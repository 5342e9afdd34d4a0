/**
 * Minimal test harness for the per-activation metrics agent.
 *
 * Replace URL/API_KEY with a real New-Relic-Insights-compatible
 * ingest endpoint and account insert key, then run:
 *
 *   cargo run -p actmetrics_example
 *   cargo run -p actmetrics_example -- --probe   # also issue a probed HTTP call
 */
use http::Request;
use http_body_util::BodyExt;

const URL: &str = "https://insights-collector.example.com/v1/accounts/PASTE_ACCOUNT_ID/events";
const API_KEY: &str = "PASTE_YOUR_INSERT_KEY_HERE";

#[tokio::main]
async fn main() {
    let args: Vec<String> = std::env::args().collect();
    let run_probe = args.iter().any(|a| a == "--probe");

    let options = actmetrics::Options::new(URL, API_KEY);

    actmetrics::instrument(options, |agent, http_client| async move {
        println!("[example] activation started");

        agent.add([("coldStart".to_string(), true.into())].into_iter().collect());

        let mut event = actmetrics_core::Event::new();
        event.insert("widgetsSold".to_string(), 3i64.into());
        agent.send("custom", event, false).await.expect("event should flatten cleanly");
        println!("[example] queued a custom event");

        if run_probe {
            if let Some(client) = http_client {
                println!("[example] issuing a probed HTTP request...");
                let req = Request::get("http://example.com/").body(bytes::Bytes::new()).unwrap();
                match client.request(req).await {
                    Ok(response) => {
                        let (parts, body) = response.into_parts();
                        let _ = body.collect().await;
                        println!("[example] probed request finished with status {}", parts.status);
                    }
                    Err(err) => println!("[example] probed request failed: {err}"),
                }
            } else {
                println!("[example] HTTP instrumentation is disabled via environment variable");
            }
        }

        println!("[example] activation finished — events flush on the send queue's own schedule");
    })
    .await;
}
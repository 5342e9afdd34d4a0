/**
 * The send queue — a shared, process-wide batcher.
 *
 * Mirrors `hawk_core`'s worker/channel split (spec §4.4), re-expressed
 * for an async runtime: the dedicated OS thread + `crossbeam-channel`
 * become a `tokio::spawn`ed ticker task + a `Mutex`-guarded deque, and
 * the condvar-based `FlushSignal` becomes plain `.await` on the future
 * returned by an `immediate` send (no separate signal type needed —
 * `flush_once` is awaitable directly).
 *
 * Events are flattened at enqueue time, not at flush time: flattening
 * is pure and batch-independent, so doing it once up front means a
 * malformed event can be rejected (and reported to an `immediate`
 * caller) before it ever touches the shared queue, and the flush path
 * only ever deals with wire-ready data.
 *
 * Process-wide singleton behind a `Mutex<Option<Arc<Inner>>>` rather
 * than a bare `OnceLock`, so the test harness can `stop()` and then
 * `start()` again within the same process (spec §4.4: "lazily
 * initialized by the first Agent, torn down by the test harness").
 */
use std::collections::{BTreeMap, VecDeque};
use std::io::Write;
use std::sync::{Arc, Mutex};

use flate2::write::GzEncoder;
use flate2::Compression;

use crate::constants::{INGEST_USER_AGENT, MAX_EVENTS_PER_BATCH};
use crate::flatten::{flatten_event, FlattenConfig, FlattenError};
use crate::types::{Event, FlatValue};

type FlatEvent = BTreeMap<String, FlatValue>;

static GLOBAL_QUEUE: Mutex<Option<Arc<Inner>>> = Mutex::new(None);

struct Inner {
    url: String,
    api_key: String,
    flatten_cfg: FlattenConfig,
    http: reqwest::Client,
    queue: Mutex<VecDeque<FlatEvent>>,
    ticker: Mutex<Option<tokio::task::AbortHandle>>,
}

/// A cheap, cloneable reference to the shared send queue. Returned by
/// [`start`]; `Agent` holds one and calls [`QueueHandle::send`] for
/// every outgoing event.
#[derive(Clone)]
pub struct QueueHandle(Arc<Inner>);

impl QueueHandle {
    /// Flattens and enqueues `event`. If `immediate`, awaits a full
    /// flush cycle (at least the batch containing this event) before
    /// returning.
    ///
    /// Returns `Err` only for a `FlattenError` — the one metrics
    /// failure spec §7 allows to surface past this boundary, and only
    /// because `immediate` callers explicitly asked to wait on the
    /// outcome. Transport failures are never returned; they are logged
    /// and the batch is discarded (spec §4.4, §7).
    pub async fn send(&self, event: &Event, immediate: bool) -> Result<(), FlattenError> {
        let flat = flatten_event(event, &self.0.flatten_cfg)?;
        self.0.queue.lock().unwrap().push_back(flat);
        if immediate {
            Inner::flush_once(self.0.clone()).await;
        }
        Ok(())
    }
}

/// `sendQueue.start(url, apiKey, interval?)`. Re-entry is a no-op: the
/// first caller's endpoint and interval win, and the ticker is not
/// restarted. Requires a running Tokio runtime (the ticker is spawned
/// on it).
pub fn start(url: impl Into<String>, api_key: impl Into<String>, interval_ms: u64) -> QueueHandle {
    let mut guard = GLOBAL_QUEUE.lock().unwrap();
    if let Some(existing) = guard.as_ref() {
        return QueueHandle(existing.clone());
    }

    let inner = Arc::new(Inner {
        url: url.into(),
        api_key: api_key.into(),
        flatten_cfg: FlattenConfig {
            max_string_length: crate::constants::DEFAULT_MAX_STRING_LENGTH,
            error_max_string_length: crate::env::env_u64_or(
                "NEW_RELIC_ERROR_METRIC_MAX_STRING_LENGTH",
                crate::constants::DEFAULT_ERROR_METRIC_MAX_STRING_LENGTH as u64,
            ) as usize,
        },
        http: reqwest::Client::new(),
        queue: Mutex::new(VecDeque::new()),
        ticker: Mutex::new(None),
    });

    let ticker_target = inner.clone();
    let abort_handle = tokio::spawn(async move {
        Inner::run_ticker(ticker_target, interval_ms).await;
    })
    .abort_handle();
    *inner.ticker.lock().unwrap() = Some(abort_handle);

    *guard = Some(inner.clone());
    QueueHandle(inner)
}

/// `sendQueue.stop()`. Cancels the ticker and drops every un-shipped
/// event, logging the drop count. Idempotent — calling `stop()` with
/// no active queue is a no-op.
pub fn stop() {
    let mut guard = GLOBAL_QUEUE.lock().unwrap();
    let Some(inner) = guard.take() else {
        return;
    };
    if let Some(handle) = inner.ticker.lock().unwrap().take() {
        handle.abort();
    }
    let dropped = {
        let mut q = inner.queue.lock().unwrap();
        let n = q.len();
        q.clear();
        n
    };
    if dropped > 0 {
        eprintln!("[actmetrics] send queue stopped — dropping {dropped} unsent event(s)");
    }
}

impl Inner {
    async fn run_ticker(self: Arc<Self>, interval_ms: u64) {
        let mut ticker = tokio::time::interval(std::time::Duration::from_millis(interval_ms.max(1)));
        // The first tick fires immediately; skip it so we don't flush
        // a still-empty queue the instant the agent starts.
        ticker.tick().await;
        loop {
            ticker.tick().await;
            Self::flush_once(self.clone()).await;
        }
    }

    /// Drains up to `MAX_EVENTS_PER_BATCH` events from the head of the
    /// queue and POSTs them. If more remain afterward, schedules
    /// another flush as a detached task rather than looping inline, so
    /// an `immediate` caller's `.await` only waits for its own batch.
    fn flush_once(self: Arc<Self>) -> std::pin::Pin<Box<dyn std::future::Future<Output = ()> + Send>> {
        Box::pin(async move {
            let batch: Vec<FlatEvent> = {
                let mut q = self.queue.lock().unwrap();
                let n = q.len().min(MAX_EVENTS_PER_BATCH);
                q.drain(..n).collect()
            };

            if batch.is_empty() {
                return;
            }

            self.post_batch(&batch).await;

            let remaining = self.queue.lock().unwrap().len();
            if remaining > 0 {
                let cont = self.clone();
                tokio::spawn(async move { Self::flush_once(cont).await });
            }
        })
    }

    /// Serializes, gzips, and POSTs one batch. Best-effort: any
    /// failure (serialization, transport, non-200 response) is logged
    /// and the batch is discarded. Never propagates an error to the
    /// caller — this is the boundary spec §7 calls out as the one
    /// place a failure must not escape even on the `immediate` path.
    async fn post_batch(&self, batch: &[FlatEvent]) {
        let body = match serde_json::to_vec(batch) {
            Ok(body) => body,
            Err(err) => {
                eprintln!("[actmetrics] failed to serialize batch of {} event(s): {err}", batch.len());
                return;
            }
        };

        let mut encoder = GzEncoder::new(Vec::with_capacity(body.len()), Compression::default());
        if let Err(err) = encoder.write_all(&body) {
            eprintln!("[actmetrics] failed to gzip batch: {err}");
            return;
        }
        let gzipped = match encoder.finish() {
            Ok(g) => g,
            Err(err) => {
                eprintln!("[actmetrics] failed to finish gzip stream: {err}");
                return;
            }
        };

        let result = self
            .http
            .post(&self.url)
            .header(reqwest::header::CONTENT_TYPE, "application/json")
            .header(reqwest::header::CONTENT_ENCODING, "gzip")
            .header("X-Insert-Key", &self.api_key)
            .header(reqwest::header::USER_AGENT, INGEST_USER_AGENT)
            .body(gzipped)
            .send()
            .await;

        match result {
            Ok(response) if response.status().is_success() => {
                let body = response.text().await.unwrap_or_default();
                eprintln!("[actmetrics] ingest accepted {} event(s): {body}", batch.len());
            }
            Ok(response) => {
                let status = response.status();
                eprintln!(
                    "[actmetrics] ingest rejected batch of {} event(s) with HTTP {status} — discarding",
                    batch.len()
                );
            }
            Err(err) => {
                eprintln!(
                    "[actmetrics] failed to deliver batch of {} event(s): {err} — discarding",
                    batch.len()
                );
            }
        }
    }
}

/// Legacy-named alias kept for call sites that read more naturally as
/// "the send queue" than "a handle to it".
pub type SendQueue = QueueHandle;

#[cfg(test)]
mod tests {
    use super::*;
    use crate::types::EventValue;
    use std::time::Duration;
    use serial_test::serial;
    use wiremock::matchers::{header, method, path};
    use wiremock::{Mock, MockServer, ResponseTemplate};

    fn sample_event(activation_id: &str) -> Event {
        let mut e = BTreeMap::new();
        e.insert("eventType".to_string(), EventValue::Str("http".to_string()));
        e.insert("timestamp".to_string(), EventValue::Int(crate::env::now_ms()));
        e.insert("activationId".to_string(), EventValue::Str(activation_id.to_string()));
        e
    }

    #[tokio::test]
    #[serial]
    async fn immediate_send_delivers_a_single_batch() {
        let server = MockServer::start().await;
        Mock::given(method("POST"))
            .and(path("/"))
            .and(header("Content-Encoding", "gzip"))
            .respond_with(ResponseTemplate::new(200).set_body_string("ok"))
            .expect(1)
            .mount(&server)
            .await;

        let handle = start(server.uri(), "key-123", 10_000);
        handle.send(&sample_event("A1"), true).await.unwrap();

        server.verify().await;
        stop();
    }

    #[tokio::test]
    #[serial]
    async fn batch_of_51_splits_into_two_posts() {
        let server = MockServer::start().await;
        Mock::given(method("POST"))
            .respond_with(ResponseTemplate::new(200))
            .expect(2)
            .mount(&server)
            .await;

        let handle = start(server.uri(), "key-123", 10_000);
        for i in 0..51 {
            handle.send(&sample_event(&i.to_string()), false).await.unwrap();
        }
        // Trigger the flush via one immediate send rather than waiting
        // on the timer tick.
        handle.send(&sample_event("last"), true).await.unwrap();
        tokio::time::sleep(Duration::from_millis(50)).await;

        server.verify().await;
        stop();
    }

    #[tokio::test]
    #[serial]
    async fn unsupported_property_is_rejected_before_enqueue() {
        let server = MockServer::start().await;
        Mock::given(method("POST")).respond_with(ResponseTemplate::new(200)).mount(&server).await;

        let handle = start(server.uri(), "key-123", 10_000);
        let mut bad = sample_event("A1");
        bad.insert("callback".to_string(), EventValue::Unsupported);

        let result = handle.send(&bad, true).await;
        assert!(result.is_err());

        stop();
    }

    #[tokio::test]
    #[serial]
    async fn stop_drops_unsent_events_and_is_idempotent() {
        let server = MockServer::start().await;
        let handle = start(server.uri(), "key-123", 10_000);
        handle.send(&sample_event("A1"), false).await.unwrap();

        stop();
        stop(); // idempotent
    }
}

**Work request**
Could you repeat exactly the lines above from the line with "let options = actmetrics::Options::new(URL, API_KEY);" up to and including the line with "Process-wide singleton behind", and only those?

**Reply**
    let options = actmetrics::Options::new(URL, API_KEY);

    actmetrics::instrument(options, |agent, http_client| async move {
        println!("[example] activation started");

        agent.add([("coldStart".to_string(), true.into())].into_iter().collect());

        let mut event = actmetrics_core::Event::new();
        event.insert("widgetsSold".to_string(), 3i64.into());
        agent.send("custom", event, false).await.expect("event should flatten cleanly");
        println!("[example] queued a custom event");

        if run_probe {
            if let Some(client) = http_client {
                println!("[example] issuing a probed HTTP request...");
                let req = Request::get("http://example.com/").body(bytes::Bytes::new()).unwrap();
                match client.request(req).await {
                    Ok(response) => {
                        let (parts, body) = response.into_parts();
                        let _ = body.collect().await;
                        println!("[example] probed request finished with status {}", parts.status);
                    }
                    Err(err) => println!("[example] probed request failed: {err}"),
                }
            } else {
                println!("[example] HTTP instrumentation is disabled via environment variable");
            }
        }

        println!("[example] activation finished — events flush on the send queue's own schedule");
    })
    .await;
}
repository 5342e9afdd34d4a0
/**
 * The send queue — a shared, process-wide batcher.
 *
 * Mirrors `hawk_core`'s worker/channel split (spec §4.4), re-expressed
 * for an async runtime: the dedicated OS thread + `crossbeam-channel`
 * become a `tokio::spawn`ed ticker task + a `Mutex`-guarded deque, and
 * the condvar-based `FlushSignal` becomes plain `.await` on the future
 * returned by an `immediate` send (no separate signal type needed —
 * `flush_once` is awaitable directly).
 *
 * Events are flattened at enqueue time, not at flush time: flattening
 * is pure and batch-independent, so doing it once up front means a
 * malformed event can be rejected (and reported to an `immediate`
 * caller) before it ever touches the shared queue, and the flush path
 * only ever deals with wire-ready data.
 *
 * Process-wide singleton behind a `Mutex<Option<Arc<Inner>>>` rather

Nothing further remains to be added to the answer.